Uma empresária foi baleada dentro de um escritório de advocacia no Pará durante a reunião marcada para oficializar o divórcio com o ex-prefeito de uma cidade do estado. Ela chegou a ser socorrida, mas não resistiu.
O crime aconteceu num dos cenários mais formais possíveis: mesa de advogado, papéis de separação na frente, as duas partes presentes para encerrar o casamento no papel. O ex-prefeito sacou a arma e atirou.
Essa é a parte que congela: ela foi até ali para fechar um ciclo. O agressor usou exatamente esse momento.

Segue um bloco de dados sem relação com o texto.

use anyhow::{Context, Result};
use healthcare_client::{deid::TransformOrchestrator, Client, TransformRequest};
use log::info;
use structopt::StructOpt;

use super::PollArgs;
use crate::printer::Printer;

#[derive(Debug, StructOpt)]
pub struct DeidentifyArgs {
    #[structopt(flatten)]
    poll: PollArgs,
}

pub fn run(
    args: &DeidentifyArgs,
    request: &TransformRequest,
    client: &Client,
    printer: &Printer,
) -> Result<()> {
    let operation = TransformOrchestrator::new(client, args.poll.poll_config()?)
        .transform(request)
        .context("Unable to de-identify DICOMs in the source store")?;
    printer.print_operation(&operation)?;
    info!(
        "De-identified `{}` into `{}`",
        request.source(),
        request.destination()
    );
    Ok(())
}
use chrono::{DateTime, Utc};
use serde::{Deserialize, Deserializer, Serialize};

use std::fmt::{Display, Formatter, Result as FmtResult};

/// Handle of a long-running operation,
/// `projects/<p>/locations/<l>/datasets/<d>/operations/<id>`.
#[derive(Debug, Clone, Deserialize, Serialize, PartialEq, Eq, Hash)]
pub struct OperationName(pub String);

impl Display for OperationName {
    fn fmt(&self, formatter: &mut Formatter) -> FmtResult {
        write!(formatter, "{}", self.0)
    }
}

#[derive(Debug, Clone, Deserialize, Serialize, PartialEq, Eq)]
pub struct OperationError {
    #[serde(default)]
    pub code: i32,
    #[serde(default)]
    pub message: String,
}

impl Display for OperationError {
    fn fmt(&self, formatter: &mut Formatter) -> FmtResult {
        write!(formatter, "code {}: {}", self.code, self.message)
    }
}

#[derive(Debug, Clone, Default, Deserialize, Serialize, PartialEq, Eq)]
pub struct ProgressCounter {
    #[serde(default, deserialize_with = "deserialize_count")]
    pub success: u64,
    #[serde(default, deserialize_with = "deserialize_count")]
    pub failure: u64,
    #[serde(default, deserialize_with = "deserialize_count")]
    pub pending: u64,
}

#[derive(Debug, Clone, Default, Deserialize, Serialize, PartialEq, Eq)]
#[serde(rename_all = "camelCase")]
pub struct OperationMetadata {
    #[serde(default)]
    pub api_method_name: Option<String>,
    #[serde(default)]
    pub create_time: Option<DateTime<Utc>>,
    #[serde(default)]
    pub end_time: Option<DateTime<Utc>>,
    #[serde(default)]
    pub logs_url: Option<String>,
    #[serde(default)]
    pub counter: Option<ProgressCounter>,
}

#[derive(Debug, Clone, Deserialize, Serialize, PartialEq, Eq)]
pub struct Operation {
    pub name: OperationName,
    #[serde(default)]
    pub done: bool,
    #[serde(default, skip_serializing_if = "Option::is_none")]
    pub error: Option<OperationError>,
    #[serde(default, skip_serializing_if = "Option::is_none")]
    pub metadata: Option<OperationMetadata>,
}

/// State of an operation as of the latest fetch.
#[derive(Debug, Clone, PartialEq, Eq)]
pub enum OperationStatus {
    Pending,
    Succeeded,
    Failed(OperationError),
}

impl Operation {
    pub fn status(&self) -> OperationStatus {
        match (self.done, &self.error) {
            (false, _) => OperationStatus::Pending,
            (true, Some(error)) => OperationStatus::Failed(error.clone()),
            (true, None) => OperationStatus::Succeeded,
        }
    }

    pub fn counter(&self) -> Option<&ProgressCounter> {
        self.metadata
            .as_ref()
            .and_then(|metadata| metadata.counter.as_ref())
    }
}

// Counters are int64 values, which the service encodes as JSON strings.
fn deserialize_count<'de, D>(deserializer: D) -> std::result::Result<u64, D::Error>
where
    D: Deserializer<'de>,
{
    #[derive(Deserialize)]
    #[serde(untagged)]
    enum Count {
        Number(u64),
        Text(String),
    }

    match Count::deserialize(deserializer)? {
        Count::Number(count) => Ok(count),
        Count::Text(text) => text.parse().map_err(serde::de::Error::custom),
    }
}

A violência doméstica tem um padrão conhecido, e um dos momentos de maior risco para a mulher é justamente quando ela decide sair. A separação, a audiência, o pedido formal, o “vou assinar os papéis” viram gatilho. O escritório de advocacia não era uma proteção. Era só um endereço.
Nenhum detalhe sobre a identidade completa do ex-prefeito ou o município foi confirmado oficialmente até o fechamento deste post. As informações circulam a partir de relatos regionais e veículos locais do Pará.
O que não falta é o cenário: testemunhas presentes, advogados na sala, um crime cometido na frente de quem estava ali para garantir que tudo fosse feito dentro da lei.
Vou falar uma coisa: o lugar mais perigoso nessa história era exatamente aquele onde ela deveria estar mais segura.